Мировое признание к Пушкину пришло позднее, когда зарубежные читатели познакомились с рожденной им великой литературой — литературой Тургенева, Л. Толстого, Достоевского, Чехова…
В свое время Достоевский в связи с выходом «Анны Карениной», когда Гончаров сказал ему, что с этим произведением русская литература может показать Европе свое самобытное лицо, отвечал на страницах «Дневника писателя»: «Мы, конечно, могли бы указать Европе прямо на источник, то есть на самого Пушкина, как на самое яркое, твердое и неоспоримое доказательство самостоятельности русского гения».
В этом разгадка все увеличивающегося числа переводов Пушкина на языки мира, растущего интереса к его творчеству.
Баратынский
С. Г. Бочаров
Судьба Евгения Абрамовича Баратынского (1800–1844) в пору полной творческой зрелости, «высших звуков» (30-е — начало 40-х годов) — судьба «последнего поэта» пушкинской поэтической эпохи.
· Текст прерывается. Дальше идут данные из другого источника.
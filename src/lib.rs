//! This crate provides the core logic for a nondeterministic Turing machine simulator.
//! It includes modules for building machines over arbitrary state and symbol labels,
//! simulating them breadth-first over sets of configurations, analyzing and pruning their
//! state graph, and loading them from JSON descriptions.

pub mod configuration;
pub mod description;
pub mod graph;
pub mod interner;
pub mod loader;
pub mod machine;
pub mod run;
pub mod stepper;
pub mod tape;
pub mod transition;
pub mod types;

/// Re-exports the configuration types the simulation works on.
pub use configuration::{Configuration, ConfigurationSet};
/// Re-exports the plain-data machine description used for (de)serialization.
pub use description::{DeltaEntry, MachineDescription};
pub use interner::Interner;
/// Re-exports the `MachineLoader` struct and the input tokenizer from the loader module.
pub use loader::{tokenize, MachineLoader};
/// Re-exports the `TuringMachine` struct and the blank symbol index from the machine module.
pub use machine::{TuringMachine, BLANK};
pub use run::{Run, RunOutcome, RunStatus};
pub use stepper::Stepper;
pub use tape::Tape;
pub use transition::{Outcome, TransitionTable};
/// Re-exports various types related to machine definition and execution from the types module.
pub use types::{
    Direction, LabelKind, TuringMachineError, BLANK_TOKEN, DEFAULT_BLANK_SYMBOL,
    MAX_EXECUTION_STEPS,
};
В 1842 г. Белинский писал, откликаясь на позднюю и заветную книгу поэта «Сумерки», о «ярком, замечательном таланте поэта уже чуждого нам поколения». Для Белинского в 40-е годы поэзия Баратынского была безнадежно отставшей от быстрого хода времени — как историческим пессимизмом своей философии, так и своей архаической поэтикой.
Но и в раннюю пору ярких успехов «певца Пиров и грусти томной», в 20-е годы, он также «отставал», по общему мнению, от ведущего литературного движения, означавшегося широко и разноречиво понимаемым термином «романтизм». «Баратынский недавно познакомился с романтиками, а правила французской школы всосал с материнским молоком», — писал Дельвиг Пушкину 10 сентября 1824 г., и это суждение было типичным. «Французская школа» означала рационализм и классицизм, воспринятые из французской литературы предшествовавшего столетия традиции дидактической и эпикурейской поэзии. С. Шевырев, рецензируя первый сборник Баратынского 1827 г., подчеркнул дидактический тон и формальный блеск («желание блистать словами», «щеголеватость выражений»), заключив, что «его можно скорее назвать поэтом выражения, нежели мысли и чувства».